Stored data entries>
==================================================

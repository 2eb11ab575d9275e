//! Payload types exchanged with the companion service

use serde::{Deserialize, Serialize};
use std::fmt;

/// Server-assigned conversational stage. Advisory only, never computed here.
#[derive(Debug, Clone, Copy, PartialEq, Eq, Hash, Default, Serialize, Deserialize)]
#[serde(rename_all = "snake_case")]
pub enum Phase {
    #[default]
    Emotional,
    Rational,
    Solution,
}

impl Phase {
    pub fn as_str(self) -> &'static str {
        match self {
            Phase::Emotional => "emotional",
            Phase::Rational => "rational",
            Phase::Solution => "solution",
        }
    }
}

impl fmt::Display for Phase {
    fn fmt(&self, f: &mut fmt::Formatter<'_>) -> fmt::Result {
        f.write_str(self.as_str())
    }
}

/// Conversation-level metadata carried by a `metadata` frame
#[derive(Debug, Clone, PartialEq, Eq, Serialize, Deserialize)]
pub struct MetadataPayload {
    #[serde(default)]
    pub conversation_id: Option<i64>,
    pub phase: Phase,
    pub round_count: u32,
    #[serde(default)]
    pub is_privacy: bool,
    #[serde(default)]
    pub is_complex: bool,
}

/// One decoded event of the send stream
#[derive(Debug, Clone, PartialEq, Eq, Serialize, Deserialize)]
#[serde(tag = "type", rename_all = "snake_case")]
pub enum StreamEvent {
    /// Opens a reply and replaces the conversation metadata
    Metadata(MetadataPayload),
    /// Text to append to the open reply
    Chunk { content: String },
    /// Standalone crisis alert, never merged into the reply
    Crisis { content: String },
    /// Server-side processing failure reported inside the stream
    Error { content: String },
    /// Terminator; nothing follows
    End,
}

impl StreamEvent {
    pub fn kind(&self) -> &'static str {
        match self {
            StreamEvent::Metadata(_) => "metadata",
            StreamEvent::Chunk { .. } => "chunk",
            StreamEvent::Crisis { .. } => "crisis",
            StreamEvent::Error { .. } => "error",
            StreamEvent::End => "end",
        }
    }
}

/// Body of `POST /api/chat/send`
#[derive(Debug, Clone, PartialEq, Eq, Serialize, Deserialize)]
pub struct SendRequest {
    pub message: String,
    pub conversation_id: Option<i64>,
}

/// Body returned by `DELETE /api/chat/clear`
#[derive(Debug, Clone, PartialEq, Eq, Serialize, Deserialize)]
pub struct ClearResponse {
    pub success: bool,
    #[serde(default)]
    pub message: Option<String>,
}

impl ClearResponse {
    /// The farewell text, if the server supplied a non-blank one
    pub fn farewell(&self) -> Option<&str> {
        self.message
            .as_deref()
            .map(str::trim)
            .filter(|message| !message.is_empty())
    }
}

/// Body returned by `GET /api/chat/active`
#[derive(Debug, Clone, PartialEq, Eq, Default, Serialize, Deserialize)]
pub struct ActiveConversation {
    #[serde(default)]
    pub conversation_id: Option<i64>,
    #[serde(default)]
    pub phase: Option<Phase>,
    #[serde(default)]
    pub round_count: u32,
    #[serde(default)]
    pub status: Option<String>,
}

==================================================

Your task is to retype all of the lines above exactly.

repository 2eb11ab575d9275e
//! Payload types exchanged with the companion service

use serde::{Deserialize, Serialize};
use std::fmt;

/// Server-assigned conversational stage. Advisory only, never computed here.
#[derive(Debug, Clone, Copy, PartialEq, Eq, Hash, Default, Serialize, Deserialize)]
#[serde(rename_all = "snake_case")]
pub enum Phase {
    #[default]
    Emotional,
    Rational,
    Solution,
}

impl Phase {
    pub fn as_str(self) -> &'static str {
        match self {
            Phase::Emotional => "emotional",
            Phase::Rational => "rational",
            Phase::Solution => "solution",
        }
    }
}

impl fmt::Display for Phase {
    fn fmt(&self, f: &mut fmt::Formatter<'_>) -> fmt::Result {
        f.write_str(self.as_str())
    }
}

/// Conversation-level metadata carried by a `metadata` frame
#[derive(Debug, Clone, PartialEq, Eq, Serialize, Deserialize)]
pub struct MetadataPayload {
    #[serde(default)]
    pub conversation_id: Option<i64>,
    pub phase: Phase,
    pub round_count: u32,
    #[serde(default)]
    pub is_privacy: bool,
    #[serde(default)]
    pub is_complex: bool,
}

/// One decoded event of the send stream
#[derive(Debug, Clone, PartialEq, Eq, Serialize, Deserialize)]
#[serde(tag = "type", rename_all = "snake_case")]
pub enum StreamEvent {
    /// Opens a reply and replaces the conversation metadata
    Metadata(MetadataPayload),
    /// Text to append to the open reply
    Chunk { content: String },
    /// Standalone crisis alert, never merged into the reply
    Crisis { content: String },
    /// Server-side processing failure reported inside the stream
    Error { content: String },
    /// Terminator; nothing follows
    End,
}

impl StreamEvent {
    pub fn kind(&self) -> &'static str {
        match self {
            StreamEvent::Metadata(_) => "metadata",
            StreamEvent::Chunk { .. } => "chunk",
            StreamEvent::Crisis { .. } => "crisis",
            StreamEvent::Error { .. } => "error",
            StreamEvent::End => "end",
        }
    }
}

/// Body of `POST /api/chat/send`
#[derive(Debug, Clone, PartialEq, Eq, Serialize, Deserialize)]
pub struct SendRequest {
    pub message: String,
    pub conversation_id: Option<i64>,
}

/// Body returned by `DELETE /api/chat/clear`
#[derive(Debug, Clone, PartialEq, Eq, Serialize, Deserialize)]
pub struct ClearResponse {
    pub success: bool,
    #[serde(default)]
    pub message: Option<String>,
}

impl ClearResponse {
    /// The farewell text, if the server supplied a non-blank one
    pub fn farewell(&self) -> Option<&str> {
        self.message
            .as_deref()
            .map(str::trim)
            .filter(|message| !message.is_empty())
    }
}

/// Body returned by `GET /api/chat/active`
#[derive(Debug, Clone, PartialEq, Eq, Default, Serialize, Deserialize)]
pub struct ActiveConversation {
    #[serde(default)]
    pub conversation_id: Option<i64>,
    #[serde(default)]
    pub phase: Option<Phase>,
    #[serde(default)]
    pub round_count: u32,
    #[serde(default)]
    pub status: Option<String>,
}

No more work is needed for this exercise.